Records drawn from a dataset
★ ★ ★ ★ ★
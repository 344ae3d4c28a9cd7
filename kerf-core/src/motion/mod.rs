//! Axis motion
//!
//! Axis roles and speed profiles, the home-relative sign convention and
//! the homing procedure that establishes it.

pub mod axis;
pub mod homing;
pub mod stroke;

pub use axis::{Axis, AxisProfile, AxisRole, SpeedMode};
pub use homing::{home, Homing, HomingError, HomingStatus};
pub use stroke::StrokeOffset;
//! Mock GPIO pins for driver tests

use core::convert::Infallible;
use embedded_hal::digital::{ErrorType, InputPin, OutputPin};

/// Output pin that counts rising edges
#[derive(Debug, Default)]
pub struct MockOutput {
    pub high: bool,
    pub rises: u32,
}

impl ErrorType for MockOutput {
    type Error = Infallible;
}

impl OutputPin for MockOutput {
    fn set_low(&mut self) -> Result<(), Self::Error> {
        self.high = false;
        Ok(())
    }

    fn set_high(&mut self) -> Result<(), Self::Error> {
        if !self.high {
            self.rises += 1;
        }
        self.high = true;
        Ok(())
    }
}

/// Input pin driven by the test
#[derive(Debug, Default)]
pub struct MockInput {
    pub high: bool,
}

impl MockInput {
    pub fn new(high: bool) -> Self {
        Self { high }
    }
}

impl ErrorType for MockInput {
    type Error = Infallible;
}

impl InputPin for MockInput {
    fn is_high(&mut self) -> Result<bool, Self::Error> {
        Ok(self.high)
    }

    fn is_low(&mut self) -> Result<bool, Self::Error> {
        Ok(!self.high)
    }
}

/// Delay that returns immediately
#[derive(Debug, Default)]
pub struct NoDelay;

impl embedded_hal::delay::DelayNs for NoDelay {
    fn delay_ns(&mut self, _ns: u32) {}
}
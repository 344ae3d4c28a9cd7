//! Software step generator with a trapezoidal speed profile
//!
//! Steps are timed with the constant-acceleration recurrence from
//! D. Austin, "Generate stepper-motor speed profiles in real time"
//! (2005). The step interval starts at `c0` (derived from the
//! acceleration), shrinks by `2·cn / (4n + 1)` each step until it reaches
//! the interval for the maximum speed, and grows again once the
//! remaining distance is no longer than the distance needed to stop.
//!
//! `run` never blocks apart from the step pulse width and emits at most
//! one step per call, so it must be called far more often than the
//! shortest step interval.

use embedded_hal::delay::DelayNs;
use embedded_hal::digital::OutputPin;
use kerf_core::config::AxisHwConfig;
use kerf_core::traits::MotionAxis;

/// Step pulse active time (µs)
const PULSE_WIDTH_US: u32 = 1;

/// Direction of travel
#[derive(Debug, Clone, Copy, PartialEq, Eq)]
#[cfg_attr(feature = "defmt", derive(defmt::Format))]
enum Direction {
    /// Toward positive positions
    Positive,
    /// Toward negative positions
    Negative,
}

/// Stepper axis on a step/direction driver
pub struct AccelStepper<STEP, DIR, D> {
    step_pin: STEP,
    dir_pin: DIR,
    delay: D,

    /// Direction output is inverted
    dir_inverted: bool,
    /// Step output idles high and pulses low
    step_inverted: bool,

    current_pos: i32,
    target_pos: i32,
    /// Signed speed (steps/s)
    speed: f32,
    max_speed: f32,
    acceleration: f32,
    /// Current step interval (µs), 0 when stopped
    step_interval_us: u32,
    last_step_us: u64,
    direction: Direction,

    /// Step counter within the current ramp; negative while decelerating
    n: i32,
    /// Initial step interval (µs)
    c0: f32,
    /// Last step interval (µs)
    cn: f32,
    /// Step interval at maximum speed (µs)
    cmin: f32,
}

impl<STEP, DIR, D> AccelStepper<STEP, DIR, D>
where
    STEP: OutputPin,
    DIR: OutputPin,
    D: DelayNs,
{
    /// Create a stepper with non-inverted outputs
    ///
    /// Speed and acceleration start at 1 step/s and 1 step/s²; set both
    /// before the first move.
    pub fn new(step_pin: STEP, dir_pin: DIR, delay: D) -> Self {
        let mut stepper = Self {
            step_pin,
            dir_pin,
            delay,
            dir_inverted: false,
            step_inverted: false,
            current_pos: 0,
            target_pos: 0,
            speed: 0.0,
            max_speed: 0.0,
            acceleration: 0.0,
            step_interval_us: 0,
            last_step_us: 0,
            direction: Direction::Negative,
            n: 0,
            c0: 0.0,
            cn: 0.0,
            cmin: 1.0,
        };
        stepper.step_idle();
        stepper.set_max_speed_f32(1.0);
        stepper.set_acceleration_f32(1.0);
        stepper
    }

    /// Invert the direction and step outputs
    ///
    /// An inverted step output idles high and pulses low.
    pub fn set_pins_inverted(&mut self, dir_inverted: bool, step_inverted: bool) {
        self.dir_inverted = dir_inverted;
        self.step_inverted = step_inverted;
        self.step_idle();
    }

    /// Take the output polarity from the axis pin configuration
    pub fn set_polarity(&mut self, pins: &AxisHwConfig) {
        self.set_pins_inverted(pins.dir_pin.inverted, pins.step_pin.inverted);
    }

    /// Signed speed (steps/s)
    pub fn speed(&self) -> f32 {
        self.speed
    }

    pub fn max_speed(&self) -> f32 {
        self.max_speed
    }

    pub fn acceleration(&self) -> f32 {
        self.acceleration
    }

    /// Interval until the next step (µs), 0 when stopped
    pub fn step_interval_us(&self) -> u32 {
        self.step_interval_us
    }

    /// Redefine the current position; stops immediately
    pub fn set_current_position(&mut self, position: i32) {
        self.current_pos = position;
        self.target_pos = position;
        self.n = 0;
        self.step_interval_us = 0;
        self.speed = 0.0;
    }

    fn set_max_speed_f32(&mut self, speed: f32) {
        let speed = if speed < 0.0 { -speed } else { speed };
        if speed == 0.0 || self.max_speed == speed {
            return;
        }
        self.max_speed = speed;
        self.cmin = 1_000_000.0 / speed;
        // Already ramping: recompute where in the ramp we are
        if self.n > 0 {
            self.n = self.steps_to_stop();
            self.compute_new_speed();
        }
    }

    fn set_acceleration_f32(&mut self, acceleration: f32) {
        let acceleration = if acceleration < 0.0 {
            -acceleration
        } else {
            acceleration
        };
        if acceleration == 0.0 || self.acceleration == acceleration {
            return;
        }
        // Rescale the ramp position to the new rate
        self.n = (self.n as f32 * (self.acceleration / acceleration)) as i32;
        self.c0 = 0.676 * libm::sqrtf(2.0 / acceleration) * 1_000_000.0;
        self.acceleration = acceleration;
        self.compute_new_speed();
    }

    /// Steps needed to stop from the current speed
    fn steps_to_stop(&self) -> i32 {
        ((self.speed * self.speed) / (2.0 * self.acceleration)) as i32
    }

    /// Recompute the step interval after a step or a target change
    fn compute_new_speed(&mut self) {
        let distance = self.distance_to_go();
        let steps_to_stop = self.steps_to_stop();

        if distance == 0 && steps_to_stop <= 1 {
            self.step_interval_us = 0;
            self.speed = 0.0;
            self.n = 0;
            return;
        }

        if distance > 0 {
            // Target ahead in the positive direction
            if self.n > 0 {
                if steps_to_stop >= distance || self.direction == Direction::Negative {
                    self.n = -steps_to_stop;
                }
            } else if self.n < 0
                && steps_to_stop < distance
                && self.direction == Direction::Positive
            {
                self.n = -self.n;
            }
        } else if distance < 0 {
            if self.n > 0 {
                if steps_to_stop >= -distance || self.direction == Direction::Positive {
                    self.n = -steps_to_stop;
                }
            } else if self.n < 0
                && steps_to_stop < -distance
                && self.direction == Direction::Negative
            {
                self.n = -self.n;
            }
        }

        if self.n == 0 {
            // First step from rest
            self.cn = self.c0;
            self.direction = if distance > 0 {
                Direction::Positive
            } else {
                Direction::Negative
            };
        } else {
            self.cn -= (2.0 * self.cn) / ((4.0 * self.n as f32) + 1.0);
            if self.cn < self.cmin {
                self.cn = self.cmin;
            }
        }
        self.n += 1;
        self.step_interval_us = self.cn as u32;
        self.speed = 1_000_000.0 / self.cn;
        if self.direction == Direction::Negative {
            self.speed = -self.speed;
        }
    }

    /// Emit a step if one is due; returns true if a step was taken
    fn run_speed(&mut self, now_us: u64) -> bool {
        if self.step_interval_us == 0 {
            return false;
        }
        if now_us.saturating_sub(self.last_step_us) < self.step_interval_us as u64 {
            return false;
        }

        match self.direction {
            Direction::Positive => self.current_pos += 1,
            Direction::Negative => self.current_pos -= 1,
        }
        self.pulse();
        self.last_step_us = now_us;
        true
    }

    fn pulse(&mut self) {
        let positive = self.direction == Direction::Positive;
        let _ = if positive != self.dir_inverted {
            self.dir_pin.set_high()
        } else {
            self.dir_pin.set_low()
        };
        let _ = if self.step_inverted {
            self.step_pin.set_low()
        } else {
            self.step_pin.set_high()
        };
        self.delay.delay_us(PULSE_WIDTH_US);
        self.step_idle();
    }

    fn step_idle(&mut self) {
        let _ = if self.step_inverted {
            self.step_pin.set_high()
        } else {
            self.step_pin.set_low()
        };
    }
}

impl<STEP, DIR, D> MotionAxis for AccelStepper<STEP, DIR, D>
where
    STEP: OutputPin,
    DIR: OutputPin,
    D: DelayNs,
{
    fn set_max_speed(&mut self, steps_per_s: u32) {
        self.set_max_speed_f32(steps_per_s as f32);
    }

    fn set_acceleration(&mut self, steps_per_s2: u32) {
        self.set_acceleration_f32(steps_per_s2 as f32);
    }

    fn move_to(&mut self, target: i32) {
        if self.target_pos != target {
            self.target_pos = target;
            self.compute_new_speed();
        }
    }

    fn run(&mut self, now_us: u64) -> bool {
        if self.run_speed(now_us) {
            self.compute_new_speed();
        }
        self.speed != 0.0 || self.distance_to_go() != 0
    }

    fn distance_to_go(&self) -> i32 {
        self.target_pos - self.current_pos
    }

    fn current_position(&self) -> i32 {
        self.current_pos
    }

    fn target_position(&self) -> i32 {
        self.target_pos
    }

    fn stop_and_zero(&mut self) {
        self.set_current_position(0);
    }

    fn halt(&mut self) {
        self.set_current_position(self.current_pos);
    }
}
//! Inter-task communication channels
//!
//! The cycle task owns all hardware; other tasks only receive reports.

use embassy_sync::blocking_mutex::raw::CriticalSectionRawMutex;
use embassy_sync::channel::Channel;

use kerf_core::state::CycleState;

/// Channel capacity for status reports
const STATUS_CHANNEL_SIZE: usize = 8;

/// Something worth telling the operator about
#[derive(Debug, Clone, Copy, PartialEq, Eq)]
#[cfg_attr(feature = "defmt", derive(defmt::Format))]
pub enum StatusReport {
    /// The sequencer entered a new state
    StateEntered {
        state: CycleState,
        cut_position: i32,
        position_position: i32,
        cycles: u32,
    },
    /// A reload press was dropped
    ReloadIgnored { position_position: i32 },
}

/// Status reports from the cycle task (for logging)
pub static STATUS_CHANNEL: Channel<CriticalSectionRawMutex, StatusReport, STATUS_CHANNEL_SIZE> =
    Channel::new();
//! Safety monitoring
//!
//! Bounds how long the machine may wait on a switch or a move before
//! the sequencer enters the fault state.

pub mod monitor;

pub use monitor::{SafetyMonitor, SafetyStatus};
//! Motion axis driver trait
//!
//! Abstracts over one open-loop stepper axis. Positions are absolute
//! step counts relative to the axis zero; see [`crate::motion::StrokeOffset`]
//! for the sign convention.

/// Trait for a single stepper axis with a trapezoidal speed profile
///
/// Implementations must never block: [`MotionAxis::run`] emits at most
/// one step per call and is expected to be called from a tight poll loop.
pub trait MotionAxis {
    /// Set the maximum speed in steps per second
    fn set_max_speed(&mut self, steps_per_s: u32);

    /// Set the acceleration and deceleration rate in steps per second squared
    fn set_acceleration(&mut self, steps_per_s2: u32);

    /// Set an absolute target position in steps
    fn move_to(&mut self, target: i32);

    /// Advance the motion toward the target
    ///
    /// Emits a step if one is due at `now_us`. Returns `true` while the
    /// axis still has motion left (moving or decelerating).
    fn run(&mut self, now_us: u64) -> bool;

    /// Signed number of steps from the current position to the target
    fn distance_to_go(&self) -> i32;

    /// Current position in steps, as counted from emitted pulses
    fn current_position(&self) -> i32;

    /// Most recently commanded target position
    fn target_position(&self) -> i32;

    /// Stop immediately and redefine the current position as zero
    fn stop_and_zero(&mut self);

    /// Stop immediately, keeping the current position
    ///
    /// Any speed ramp in progress is discarded.
    fn halt(&mut self);

    /// Check if the axis has reached its target
    fn is_at_target(&self) -> bool {
        self.distance_to_go() == 0
    }
}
★ ★ ★ ★ ★
** Try it **
Once you find the line with "fn pulse(&mut self)" in the entries above, output it and each line after it up to and including the line with "const STATUS_CHANNEL_SIZE: usize = 8;", and nothing else.

** Output for this task **
    fn pulse(&mut self) {
        let positive = self.direction == Direction::Positive;
        let _ = if positive != self.dir_inverted {
            self.dir_pin.set_high()
        } else {
            self.dir_pin.set_low()
        };
        let _ = if self.step_inverted {
            self.step_pin.set_low()
        } else {
            self.step_pin.set_high()
        };
        self.delay.delay_us(PULSE_WIDTH_US);
        self.step_idle();
    }

    fn step_idle(&mut self) {
        let _ = if self.step_inverted {
            self.step_pin.set_high()
        } else {
            self.step_pin.set_low()
        };
    }
}

impl<STEP, DIR, D> MotionAxis for AccelStepper<STEP, DIR, D>
where
    STEP: OutputPin,
    DIR: OutputPin,
    D: DelayNs,
{
    fn set_max_speed(&mut self, steps_per_s: u32) {
        self.set_max_speed_f32(steps_per_s as f32);
    }

    fn set_acceleration(&mut self, steps_per_s2: u32) {
        self.set_acceleration_f32(steps_per_s2 as f32);
    }

    fn move_to(&mut self, target: i32) {
        if self.target_pos != target {
            self.target_pos = target;
            self.compute_new_speed();
        }
    }

    fn run(&mut self, now_us: u64) -> bool {
        if self.run_speed(now_us) {
            self.compute_new_speed();
        }
        self.speed != 0.0 || self.distance_to_go() != 0
    }

    fn distance_to_go(&self) -> i32 {
        self.target_pos - self.current_pos
    }

    fn current_position(&self) -> i32 {
        self.current_pos
    }

    fn target_position(&self) -> i32 {
        self.target_pos
    }

    fn stop_and_zero(&mut self) {
        self.set_current_position(0);
    }

    fn halt(&mut self) {
        self.set_current_position(self.current_pos);
    }
}
//! Inter-task communication channels
//!
//! The cycle task owns all hardware; other tasks only receive reports.

use embassy_sync::blocking_mutex::raw::CriticalSectionRawMutex;
use embassy_sync::channel::Channel;

use kerf_core::state::CycleState;

/// Channel capacity for status reports
const STATUS_CHANNEL_SIZE: usize = 8;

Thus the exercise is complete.